8. Late 1800's: The first Sino-Japanese War breaks out. The first naval battle is miserable lost by the Chinese, whose empress squandered the national treasury to fund construction of, among other things, a lavish marble boat, resulting in the military being underfunded, resulting in a production mistake, resulting in the manufacture of cannonballs which were too large for the cannons, so that when they tried to shoot the Japanese, the cannonballs got stuck, blowing huge holes in their own ships and sinking them. China is owned and Taiwan is ceded to Japan.

9. World War 2: The Communists and Nationalists duke it out in China. Furious with the Communists for suppressing intellectuals and dissidents, the Nationalists flee to Taiwan, where they slaughter thousands of Taiwanese intellectuals and dissidents in what later becomes known as the 228 incident.

10. 1950's: Taiwan is in grave danger of being owned by Mao, but is saved by the Korean War, which causes America to provide it with vast amounts of military and economic aid in order to check the spread of communism.

11. 1960's: The Taiwanese decide they are more interested in manufacturing semiconductor chips than growing taro. They become noticeably richer.

12. 1970's: Chiang Kai-Shek dies and his son takes over, developing national infrastructure, building roads, and secretly being mocked for his thick Zhejiang accent.

13. 1980's: Li Teng Hui becomes president and initially institutes many significant democratic reforms. Later, he becomes grossly corrupt.

14. 1990's: Chen Shui Bian becomes president and initially institutes many significant democratic reforms. Later, he becomes grossly corrupt.

15. 2000's: Ma Ying-Jeou is becomes president based primarily on physical attractiveness. He proves too useless to institute reforms or steal money.

15. Somewhere in this general timeframe: Bubble tea is invented.

That's it for now! Hope you have learned something from this short history lesson!

All Movies Suck Nowadays Except Avatar, Which is Pretty Sweet

Recently I've been watching lots of movies, and let me tell you that they all suck, except for Avatar, which is pretty sweet.

Lots of people have been bitching about Avatar lately, but what other choices do you have at the theater? Hmm, let's see, if you are interested in how many mediocre actors can be crammed into one mediocre, hastily-slapped-together date movie which aims to exploit the holidays, you could watch Valentine's Day.

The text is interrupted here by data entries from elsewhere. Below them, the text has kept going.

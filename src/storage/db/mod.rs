//! Database abstraction layer.
//!
//! Currently supports SQLite through sqlx.
//!
//! # Example
//!
//! ```ignore
//! let pool = SqlitePool::connect("sqlite:data/temporallayr.db?mode=rwc").await?;
//! let row = sqlx::query("SELECT 1").fetch_one(pool.inner()).await?;
//! ```

mod sqlite;

pub use sqlite::{DEFAULT_MAX_CONNECTIONS, SqlitePool};
//! Timeout-guarded search over stored events and incidents.

use std::sync::Arc;
use std::time::Instant;

use serde_json::Value;
use tokio::time::timeout;

use crate::graph;
use crate::query::condition::{Condition, matches_all};
use crate::query::types::{QueryConfig, QueryError, QueryRequest, QueryResult, ResourceKind};
use crate::storage::{Event, EventFilter, IncidentFilter, StorageError, StoragePort};

/// Warning attached when a storage read fails.
pub const FAILED_WARNING: &str = "query failed: results may be incomplete";

pub(crate) fn timeout_warning(config: &QueryConfig) -> String {
    format!(
        "query timed out after {}",
        humantime::format_duration(config.timeout)
    )
}

/// Multi-resource search with a hard timeout and result cap.
#[derive(Clone)]
pub struct QueryEngine {
    pub(super) storage: Arc<dyn StoragePort>,
    pub(super) config: QueryConfig,
}

impl std::fmt::Debug for QueryEngine {
    fn fmt(&self, f: &mut std::fmt::Formatter<'_>) -> std::fmt::Result {
        f.debug_struct("QueryEngine")
            .field("config", &self.config)
            .finish_non_exhaustive()
    }
}

impl QueryEngine {
    pub fn new(storage: Arc<dyn StoragePort>, config: QueryConfig) -> Self {
        Self { storage, config }
    }

    pub fn config(&self) -> &QueryConfig {
        &self.config
    }

    /// Run a search.
    ///
    /// Only request validation fails. A timeout or storage error yields an
    /// empty result flagged `partial`.
    pub async fn search(&self, request: &QueryRequest) -> Result<QueryResult, QueryError> {
        let limit = request.validate(&self.config)?;
        let conditions = request.conditions()?;
        let started = Instant::now();

        let outcome = timeout(
            self.config.timeout,
            self.fetch(request, &conditions, limit),
        )
        .await;
        let elapsed = started.elapsed();
        if elapsed > self.config.slow_query_threshold {
            tracing::warn!(
                tenant_id = %request.tenant_id,
                resource = %request.resource,
                elapsed_ms = elapsed.as_millis() as u64,
                "Slow query"
            );
        }

        let result = match outcome {
            Ok(Ok(data)) => QueryResult::complete(data),
            Ok(Err(e)) => {
                tracing::error!(
                    tenant_id = %request.tenant_id,
                    resource = %request.resource,
                    error = %e,
                    "Query failed"
                );
                QueryResult::partial(FAILED_WARNING)
            }
            Err(_) => {
                tracing::warn!(
                    tenant_id = %request.tenant_id,
                    resource = %request.resource,
                    timeout_ms = self.config.timeout.as_millis() as u64,
                    "Query timed out"
                );
                QueryResult::partial(timeout_warning(&self.config))
            }
        };

        tracing::debug!(
            tenant_id = %request.tenant_id,
            resource = %request.resource,
            rows = result.total,
            partial = result.partial,
            "Query executed"
        );
        Ok(result)
    }

    async fn fetch(
        &self,
        request: &QueryRequest,
        conditions: &[Condition],
        limit: u32,
    ) -> Result<Vec<Value>, StorageError> {
        let tenant = request.tenant_id.as_str();
        let order = request.sort.direction;
        let search_text = request.search_text();

        match request.resource {
            ResourceKind::Events => {
                let filter = request.filters.event_filter(search_text, order);
                let events = self
                    .read_events(tenant, &filter, conditions, limit, request.offset)
                    .await?;
                Ok(events
                    .into_iter()
                    .map(|e| Value::Object(e.payload))
                    .collect())
            }
            ResourceKind::Incidents => {
                let filter = request.filters.incident_filter(search_text, order);
                self.read_incidents(tenant, &filter, conditions, limit, request.offset)
                    .await
            }
            ResourceKind::Nodes => {
                let filter = request.filters.event_filter(search_text, order);
                let events = self
                    .read_events(tenant, &filter, conditions, limit, request.offset)
                    .await?;
                let wanted = request.filters.node_name.as_deref();

                let mut nodes = Vec::new();
                'events: for event in &events {
                    for node in event.nodes() {
                        if wanted.is_some_and(|name| graph::node_name(node) != Some(name)) {
                            continue;
                        }
                        let mut node = node.clone();
                        if let Some(execution_id) = &event.execution_id {
                            node.insert(
                                "execution_id".to_string(),
                                Value::String(execution_id.clone()),
                            );
                        }
                        nodes.push(Value::Object(node));
                        if nodes.len() >= limit as usize {
                            break 'events;
                        }
                    }
                }
                Ok(nodes)
            }
            ResourceKind::Clusters => {
                let mut filter = request.filters.event_filter(search_text, order);
                filter.has_cluster = true;
                let events = self
                    .read_events(tenant, &filter, conditions, limit, request.offset)
                    .await?;
                Ok(events
                    .into_iter()
                    .map(|e| Value::Object(e.payload))
                    .collect())
            }
        }
    }

    /// Read events, applying `conditions` in memory.
    ///
    /// With conditions the store is paged in `page_size` reads until
    /// `offset + limit` matching events are seen or it runs dry.
    async fn read_events(
        &self,
        tenant: &str,
        filter: &EventFilter,
        conditions: &[Condition],
        limit: u32,
        offset: u32,
    ) -> Result<Vec<Event>, StorageError> {
        if conditions.is_empty() {
            return self.storage.read_events(tenant, filter, limit, offset).await;
        }

        let page_size = self.config.page_size.max(1);
        let mut skip = offset;
        let mut matched = Vec::new();
        let mut page_offset = 0u32;
        while matched.len() < limit as usize {
            let page = self
                .storage
                .read_events(tenant, filter, page_size, page_offset)
                .await?;
            let exhausted = page.len() < page_size as usize;
            for event in page {
                if !matches_all(conditions, &event.payload) {
                    continue;
                }
                if skip > 0 {
                    skip -= 1;
                } else if matched.len() < limit as usize {
                    matched.push(event);
                }
            }
            if exhausted {
                break;
            }
            page_offset = page_offset.saturating_add(page_size);
        }
        Ok(matched)
    }

    /// Incidents as JSON, filtered the same way as [`Self::read_events`].
    async fn read_incidents(
        &self,
        tenant: &str,
        filter: &IncidentFilter,
        conditions: &[Condition],
        limit: u32,
        offset: u32,
    ) -> Result<Vec<Value>, StorageError> {
        if conditions.is_empty() {
            let incidents = self
                .storage
                .read_incidents(tenant, filter, limit, offset)
                .await?;
            return incidents
                .iter()
                .map(|i| serde_json::to_value(i).map_err(StorageError::from))
                .collect();
        }

        let page_size = self.config.page_size.max(1);
        let mut skip = offset;
        let mut matched = Vec::new();
        let mut page_offset = 0u32;
        while matched.len() < limit as usize {
            let page = self
                .storage
                .read_incidents(tenant, filter, page_size, page_offset)
                .await?;
            let exhausted = page.len() < page_size as usize;
            for incident in &page {
                let value = serde_json::to_value(incident)?;
                if !value.as_object().is_some_and(|r| matches_all(conditions, r)) {
                    continue;
                }
                if skip > 0 {
                    skip -= 1;
                } else if matched.len() < limit as usize {
                    matched.push(value);
                }
            }
            if exhausted {
                break;
            }
            page_offset = page_offset.saturating_add(page_size);
        }
        Ok(matched)
    }
}
//! The ingestion worker loop.

use std::collections::VecDeque;
use std::sync::Arc;
use std::sync::atomic::Ordering;

use tokio::sync::{mpsc, oneshot};
use tokio::time::{Instant, sleep_until, timeout};

use crate::detector::UNKNOWN_EXECUTION;
use crate::fanout::LiveEvent;
use crate::graph::{UNKNOWN_NODE, primary_node_name};
use crate::ingest::batch::BatchBuffer;
use crate::ingest::{Counters, PipelineConfig, PipelineDeps};
use crate::storage::{DetectedFailure, Event, Incident, Rule};
use crate::stream::IngestNotice;

/// Detection produced for one event, and whether it should alert.
struct Detection {
    failure: DetectedFailure,
    notify: bool,
}

/// Detection derived from a rule whose actions create an incident.
fn rule_detection(rule: &Rule, event: &Event) -> Detection {
    Detection {
        failure: DetectedFailure {
            tenant_id: event.tenant_id.clone(),
            execution_id: event
                .execution_id
                .clone()
                .unwrap_or_else(|| UNKNOWN_EXECUTION.to_string()),
            timestamp: event.timestamp,
            failure_type: rule.condition.kind.to_string(),
            node_name: primary_node_name(&event.payload).unwrap_or_else(|| UNKNOWN_NODE.to_string()),
            summary: format!("Rule '{}' triggered", rule.name),
        },
        notify: rule.actions.notify,
    }
}

async fn sleep_until_opt(deadline: Option<Instant>) {
    match deadline {
        Some(deadline) => sleep_until(deadline).await,
        None => std::future::pending().await,
    }
}

pub(crate) struct Worker {
    config: PipelineConfig,
    deps: PipelineDeps,
    rx: mpsc::Receiver<Event>,
    counters: Arc<Counters>,
    buffer: BatchBuffer<Event>,
    retained: VecDeque<Event>,
    retry_at: Option<Instant>,
    consecutive_failures: u32,
    dedup_window: chrono::Duration,
}

impl Worker {
    pub(crate) fn new(
        config: PipelineConfig,
        deps: PipelineDeps,
        rx: mpsc::Receiver<Event>,
        counters: Arc<Counters>,
    ) -> Self {
        let dedup_window =
            chrono::Duration::from_std(config.dedup_window).unwrap_or(chrono::Duration::hours(24));
        Self {
            buffer: BatchBuffer::new(config.max_batch_size, config.flush_interval),
            config,
            deps,
            rx,
            counters,
            retained: VecDeque::new(),
            retry_at: None,
            consecutive_failures: 0,
            dedup_window,
        }
    }

    pub(crate) async fn run(mut self, mut shutdown: oneshot::Receiver<()>) {
        loop {
            let deadline = match (self.buffer.deadline(), self.retry_at) {
                (Some(a), Some(b)) => Some(a.min(b)),
                (a, b) => a.or(b),
            };

            tokio::select! {
                biased;

                _ = &mut shutdown => break,
                received = self.rx.recv() => match received {
                    Some(event) => {
                        self.buffer.push(event);
                        if self.buffer.is_full() {
                            self.flush().await;
                        }
                    }
                    None => break,
                },
                _ = sleep_until_opt(deadline) => {
                    if self.buffer.should_flush() {
                        self.flush().await;
                    }
                    if self.retry_at.is_some_and(|at| at <= Instant::now()) {
                        self.retry_retained().await;
                    }
                }
            }
        }

        self.drain().await;
    }

    /// Final pass at shutdown: everything queued is flushed once and the
    /// retained buffer gets one last write attempt.
    async fn drain(&mut self) {
        self.rx.close();
        while let Some(event) = self.rx.recv().await {
            self.buffer.push(event);
            if self.buffer.is_full() {
                self.flush().await;
            }
        }
        self.flush().await;
        self.retry_retained().await;

        if !self.retained.is_empty() {
            tracing::error!(
                lost = self.retained.len(),
                "Retained events could not be written before shutdown"
            );
        }
    }

    async fn flush(&mut self) {
        if self.buffer.is_empty() {
            return;
        }
        let batch = self.buffer.take();
        self.counters.batches.fetch_add(1, Ordering::Relaxed);

        let written = self.write(&batch).await;

        // Live delivery and detection do not wait on persistence.
        for event in &batch {
            self.process(event).await;
        }

        if !written {
            self.retain(batch);
            self.schedule_retry();
        }
    }

    /// Re-write retained events. Detection already ran for them.
    async fn retry_retained(&mut self) {
        if self.retained.is_empty() {
            self.retry_at = None;
            return;
        }
        let events: Vec<Event> = self.retained.drain(..).collect();
        if self.write(&events).await {
            tracing::info!(count = events.len(), "Retained events written");
            self.retry_at = None;
        } else {
            self.retained = events.into();
            self.schedule_retry();
        }
        self.counters
            .retained
            .store(self.retained.len() as u64, Ordering::Relaxed);
    }

    async fn write(&mut self, events: &[Event]) -> bool {
        let result = timeout(
            self.config.write_timeout,
            self.deps.storage.write_event_batch(events),
        )
        .await;

        let error = match result {
            Ok(Ok(())) => {
                Counters::add(&self.counters.written, events.len());
                self.consecutive_failures = 0;
                tracing::debug!(count = events.len(), "Batch written");
                return true;
            }
            Ok(Err(e)) => e.to_string(),
            Err(_) => format!("write timed out after {:?}", self.config.write_timeout),
        };

        self.consecutive_failures = self.consecutive_failures.saturating_add(1);
        self.counters.write_failures.fetch_add(1, Ordering::Relaxed);
        if self.consecutive_failures >= self.config.failure_alert_threshold {
            tracing::error!(
                count = events.len(),
                consecutive_failures = self.consecutive_failures,
                error = %error,
                "Batch write keeps failing"
            );
        } else {
            tracing::warn!(
                count = events.len(),
                consecutive_failures = self.consecutive_failures,
                error = %error,
                "Batch write failed, retaining events for retry"
            );
        }
        false
    }

    fn retain(&mut self, batch: Vec<Event>) {
        self.retained.extend(batch);
        let excess = self
            .retained
            .len()
            .saturating_sub(self.config.max_retained_events);
        if excess > 0 {
            self.retained.drain(..excess);
            Counters::add(&self.counters.dropped, excess);
            tracing::error!(
                dropped = excess,
                cap = self.config.max_retained_events,
                "Retained buffer full, oldest events dropped"
            );
        }
        self.counters
            .retained
            .store(self.retained.len() as u64, Ordering::Relaxed);
    }

    fn schedule_retry(&mut self) {
        let delay = self
            .config
            .retry_backoff
            .delay_for(self.consecutive_failures.max(1));
        self.retry_at = Some(Instant::now() + delay);
    }

    async fn process(&self, event: &Event) {
        let deps = &self.deps;
        deps.stream.publish(IngestNotice::ingested(
            event.tenant_id.clone(),
            event.execution_id.clone(),
            event.ingested_at,
        ));

        let detection = match self.matching_rule(event).await {
            Some(rule) => {
                deps.fanout
                    .publish(&event.tenant_id, &LiveEvent::rule_triggered(&rule, event));
                rule.actions
                    .create_incident
                    .then(|| rule_detection(&rule, event))
            }
            None => deps.detector.detect(event).map(|failure| Detection {
                failure,
                notify: true,
            }),
        };

        let created = match detection {
            Some(detection) => self.record_incident(detection).await,
            None => None,
        };

        deps.fanout
            .publish(&event.tenant_id, &LiveEvent::execution(event));
        if let Some(incident) = created {
            deps.fanout
                .publish(&event.tenant_id, &LiveEvent::incident(&incident));
        }
    }

    /// Winning rule, or `None` on no match, error or timeout.
    async fn matching_rule(&self, event: &Event) -> Option<Rule> {
        match timeout(self.config.rule_timeout, self.deps.rules.evaluate(event)).await {
            Ok(Ok(rule)) => rule,
            Ok(Err(e)) => {
                tracing::warn!(
                    tenant_id = %event.tenant_id,
                    error = %e,
                    "Rule evaluation failed, treating as no match"
                );
                None
            }
            Err(_) => {
                tracing::warn!(
                    tenant_id = %event.tenant_id,
                    timeout_ms = self.config.rule_timeout.as_millis() as u64,
                    "Rule evaluation timed out, treating as no match"
                );
                None
            }
        }
    }

    /// Upsert the incident; dispatch alerts only for a newly created one.
    async fn record_incident(&self, detection: Detection) -> Option<Incident> {
        let Detection { failure, notify } = detection;
        let upsert = self
            .deps
            .storage
            .upsert_incident_by_fingerprint(&failure, self.dedup_window);

        match timeout(self.config.incident_timeout, upsert).await {
            Ok(Ok((incident, true))) => {
                self.counters
                    .incidents_created
                    .fetch_add(1, Ordering::Relaxed);
                tracing::info!(
                    tenant_id = %incident.tenant_id,
                    incident_id = %incident.id,
                    failure_type = %incident.failure_type,
                    node_name = %incident.node_name,
                    "Incident created"
                );
                if notify {
                    self.deps.alerts.dispatch(incident.clone());
                }
                Some(incident)
            }
            Ok(Ok((incident, false))) => {
                self.counters
                    .incidents_deduplicated
                    .fetch_add(1, Ordering::Relaxed);
                tracing::debug!(
                    tenant_id = %incident.tenant_id,
                    incident_id = %incident.id,
                    occurrence_count = incident.occurrence_count,
                    "Incident occurrence recorded"
                );
                None
            }
            Ok(Err(e)) => {
                tracing::error!(
                    tenant_id = %failure.tenant_id,
                    fingerprint = %failure.fingerprint(),
                    error = %e,
                    "Incident upsert failed"
                );
                None
            }
            Err(_) => {
                tracing::error!(
                    tenant_id = %failure.tenant_id,
                    fingerprint = %failure.fingerprint(),
                    "Incident upsert timed out"
                );
                None
            }
        }
    }
}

If you feel that Johnny Depp in 79 different weird guises hasn't yet been enough, you could go see Alice in Wonderland. And if you enjoy seeing the classics mercilessly butchered, you can get a ticket to Sherlock Holmes, or even better, a new movie starring Chow Yun-Fat as Confucius IKIDYOUNOTITISREALDEARGODHOWHAVETHINGSCOMETOTHIS, which seems to me almost as ludicrous as if a movie had been produced about The Rock as a tooth-fairy, or Vin Diesel as a baby nanny. Oh wait.

Anyway, Avatar reminded me of when I was little and threw all my toys - the robots, dragons, airplanes, aliens, and knights - all into a big pile and started making them fight each other, only to have some cruel person come by and inform me that the battle scene I was creating was not only unrealistic but anachronistic. Luckily, nobody told James Cameron that. Say what you will about how the story is a Pocahantas rip-off that should be called "Dances with Smurfs," but I was downright enthralled by this movie. That isn't to say I didn't wince along with the rest of us at all the cheesy dialogue and romantic portrayals of the noble savage, but when Jake tames the dragon thing and then rides it down a sheer cliff face, I wanted to jump out of my seat and start cheering. Unfortunately, morbid obesity prevent me from doing so. Just kidding.

Anyway, in conclusion:

Pros: Visuals, special effects, and the fact that say what you will about how little story line it has, at least it was original (that is to say, it wasn't Twilight 2, Toy Story 3, Shrek 5, Harry Potter 9, or Spiderman 22)

Cons: Michelle Rodriguez.

An Introduction

Hello all,

My name is John Yu. I'm a 26-year-old American currently working as a translator in Taiwan, and my interests include Chinese literature, video games, and sustainability, as evident from my self-appropriated moniker.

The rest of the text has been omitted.